* WORK TO COMPLETE *
Write out the data below in full. Keep it exact.

* DATASET CONTENT *
use chrono::{DateTime, Utc};
use serde::{Deserialize, Serialize};
use utoipa::{IntoParams, ToSchema};

use crate::shared::constants::{DEFAULT_PAGE_SIZE, MAX_PAGE_SIZE};

#[derive(Debug, Serialize, Deserialize, ToSchema)]
pub struct ApiResponse<T> {
    pub success: bool,
    pub data: Option<T>,
    pub message: Option<String>,
    pub timestamp: DateTime<Utc>,
    pub errors: Option<Vec<String>>,
}

impl<T> ApiResponse<T> {
    pub fn success(data: Option<T>, message: Option<String>) -> Self {
        Self {
            success: true,
            data,
            message,
            timestamp: Utc::now(),
            errors: None,
        }
    }

    pub fn error(message: Option<String>, errors: Option<Vec<String>>) -> ApiResponse<()> {
        ApiResponse {
            success: false,
            data: None,
            message,
            timestamp: Utc::now(),
            errors,
        }
    }
}

// =============================================================================
// PAGINATION
// =============================================================================

/// Standard pagination query parameters for all list endpoints.
#[derive(Debug, Clone, Deserialize, IntoParams)]
pub struct PaginationQuery {
    /// Page number (1-indexed, default: 1)
    #[serde(default = "default_page")]
    #[param(minimum = 1)]
    pub page: i64,

    /// Number of items per page (default: 10, max: 50)
    #[serde(default = "default_page_size")]
    #[param(minimum = 1, maximum = 50)]
    pub limit: i64,
}

fn default_page() -> i64 {
    1
}

fn default_page_size() -> i64 {
    DEFAULT_PAGE_SIZE
}

impl Default for PaginationQuery {
    fn default() -> Self {
        Self {
            page: 1,
            limit: DEFAULT_PAGE_SIZE,
        }
    }
}

impl PaginationQuery {
    /// Calculate SQL OFFSET from page number
    pub fn offset(&self) -> i64 {
        (self.page() - 1) * self.limit()
    }

    /// Get page number clamped to a minimum of 1
    pub fn page(&self) -> i64 {
        self.page.max(1)
    }

    /// Get clamped limit (respects MAX_PAGE_SIZE)
    pub fn limit(&self) -> i64 {
        self.limit.clamp(1, MAX_PAGE_SIZE)
    }
}

/// Pagination block returned alongside every file listing or search result.
#[derive(Debug, Clone, PartialEq, Eq, Serialize, Deserialize, ToSchema)]
pub struct PageInfo {
    pub current_page: i64,
    pub total_pages: i64,
    pub total_items: i64,
    pub has_next: bool,
    pub has_prev: bool,
    pub limit: i64,
}

impl PageInfo {
    /// Derive the pagination block from page, limit, and the total item count.
    ///
    /// `has_next` is computed purely from `skip + limit < total_items`, and
    /// `has_prev` from `page > 1`.
    pub fn new(page: i64, limit: i64, total_items: i64) -> Self {
        let skip = (page - 1) * limit;
        let total_pages = if total_items == 0 {
            0
        } else {
            (total_items + limit - 1) / limit
        };

        Self {
            current_page: page,
            total_pages,
            total_items,
            has_next: skip + limit < total_items,
            has_prev: page > 1,
            limit,
        }
    }
}

#[cfg(test)]
mod tests {
    use super::*;

    #[test]
    fn page_info_second_page_of_fifteen() {
        // page=2, limit=10, totalItems=15 -> items 11-15, no next, has prev
        let info = PageInfo::new(2, 10, 15);
        assert_eq!(info.total_pages, 2);
        assert!(!info.has_next);
        assert!(info.has_prev);
    }

    #[test]
    fn page_info_first_page_with_more_available() {
        let info = PageInfo::new(1, 10, 15);
        assert!(info.has_next);
        assert!(!info.has_prev);
    }

    #[test]
    fn page_info_empty_result_set() {
        let info = PageInfo::new(1, 10, 0);
        assert_eq!(info.total_pages, 0);
        assert!(!info.has_next);
        assert!(!info.has_prev);
    }

    #[test]
    fn page_info_invariants_hold_across_inputs() {
        for page in 1..6 {
            for limit in [1, 7, 10, 50] {
                for total in [0, 1, 9, 10, 11, 49, 100] {
                    let info = PageInfo::new(page, limit, total);
                    let skip = (page - 1) * limit;
                    assert_eq!(info.has_next, skip + limit < total);
                    assert_eq!(info.has_prev, page > 1);
                    assert_eq!(info.total_pages, (total + limit - 1) / limit.max(1));
                }
            }
        }
    }

    #[test]
    fn pagination_query_clamps_limit_and_page() {
        let query = PaginationQuery { page: 0, limit: 500 };
        assert_eq!(query.page(), 1);
        assert_eq!(query.limit(), MAX_PAGE_SIZE);
        assert_eq!(query.offset(), 0);

        let query = PaginationQuery { page: 3, limit: 10 };
        assert_eq!(query.offset(), 20);
    }
}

* RESPONSE AREA *
use chrono::{DateTime, Utc};
use serde::{Deserialize, Serialize};
use utoipa::{IntoParams, ToSchema};

use crate::shared::constants::{DEFAULT_PAGE_SIZE, MAX_PAGE_SIZE};

#[derive(Debug, Serialize, Deserialize, ToSchema)]
pub struct ApiResponse<T> {
    pub success: bool,
    pub data: Option<T>,
    pub message: Option<String>,
    pub timestamp: DateTime<Utc>,
    pub errors: Option<Vec<String>>,
}

impl<T> ApiResponse<T> {
    pub fn success(data: Option<T>, message: Option<String>) -> Self {
        Self {
            success: true,
            data,
            message,
            timestamp: Utc::now(),
            errors: None,
        }
    }

    pub fn error(message: Option<String>, errors: Option<Vec<String>>) -> ApiResponse<()> {
        ApiResponse {
            success: false,
            data: None,
            message,
            timestamp: Utc::now(),
            errors,
        }
    }
}

// =============================================================================
// PAGINATION
// =============================================================================

/// Standard pagination query parameters for all list endpoints.
#[derive(Debug, Clone, Deserialize, IntoParams)]
pub struct PaginationQuery {
    /// Page number (1-indexed, default: 1)
    #[serde(default = "default_page")]
    #[param(minimum = 1)]
    pub page: i64,

    /// Number of items per page (default: 10, max: 50)
    #[serde(default = "default_page_size")]
    #[param(minimum = 1, maximum = 50)]
    pub limit: i64,
}

fn default_page() -> i64 {
    1
}

fn default_page_size() -> i64 {
    DEFAULT_PAGE_SIZE
}

impl Default for PaginationQuery {
    fn default() -> Self {
        Self {
            page: 1,
            limit: DEFAULT_PAGE_SIZE,
        }
    }
}

impl PaginationQuery {
    /// Calculate SQL OFFSET from page number
    pub fn offset(&self) -> i64 {
        (self.page() - 1) * self.limit()
    }

    /// Get page number clamped to a minimum of 1
    pub fn page(&self) -> i64 {
        self.page.max(1)
    }

    /// Get clamped limit (respects MAX_PAGE_SIZE)
    pub fn limit(&self) -> i64 {
        self.limit.clamp(1, MAX_PAGE_SIZE)
    }
}

/// Pagination block returned alongside every file listing or search result.
#[derive(Debug, Clone, PartialEq, Eq, Serialize, Deserialize, ToSchema)]
pub struct PageInfo {
    pub current_page: i64,
    pub total_pages: i64,
    pub total_items: i64,
    pub has_next: bool,
    pub has_prev: bool,
    pub limit: i64,
}

impl PageInfo {
    /// Derive the pagination block from page, limit, and the total item count.
    ///
    /// `has_next` is computed purely from `skip + limit < total_items`, and
    /// `has_prev` from `page > 1`.
    pub fn new(page: i64, limit: i64, total_items: i64) -> Self {
        let skip = (page - 1) * limit;
        let total_pages = if total_items == 0 {
            0
        } else {
            (total_items + limit - 1) / limit
        };

        Self {
            current_page: page,
            total_pages,
            total_items,
            has_next: skip + limit < total_items,
            has_prev: page > 1,
            limit,
        }
    }
}

#[cfg(test)]
mod tests {
    use super::*;

    #[test]
    fn page_info_second_page_of_fifteen() {
        // page=2, limit=10, totalItems=15 -> items 11-15, no next, has prev
        let info = PageInfo::new(2, 10, 15);
        assert_eq!(info.total_pages, 2);
        assert!(!info.has_next);
        assert!(info.has_prev);
    }

    #[test]
    fn page_info_first_page_with_more_available() {
        let info = PageInfo::new(1, 10, 15);
        assert!(info.has_next);
        assert!(!info.has_prev);
    }

    #[test]
    fn page_info_empty_result_set() {
        let info = PageInfo::new(1, 10, 0);
        assert_eq!(info.total_pages, 0);
        assert!(!info.has_next);
        assert!(!info.has_prev);
    }

    #[test]
    fn page_info_invariants_hold_across_inputs() {
        for page in 1..6 {
            for limit in [1, 7, 10, 50] {
                for total in [0, 1, 9, 10, 11, 49, 100] {
                    let info = PageInfo::new(page, limit, total);
                    let skip = (page - 1) * limit;
                    assert_eq!(info.has_next, skip + limit < total);
                    assert_eq!(info.has_prev, page > 1);
                    assert_eq!(info.total_pages, (total + limit - 1) / limit.max(1));
                }
            }
        }
    }

    #[test]
    fn pagination_query_clamps_limit_and_page() {
        let query = PaginationQuery { page: 0, limit: 500 };
        assert_eq!(query.page(), 1);
        assert_eq!(query.limit(), MAX_PAGE_SIZE);
        assert_eq!(query.offset(), 0);

        let query = PaginationQuery { page: 3, limit: 10 };
        assert_eq!(query.offset(), 20);
    }
}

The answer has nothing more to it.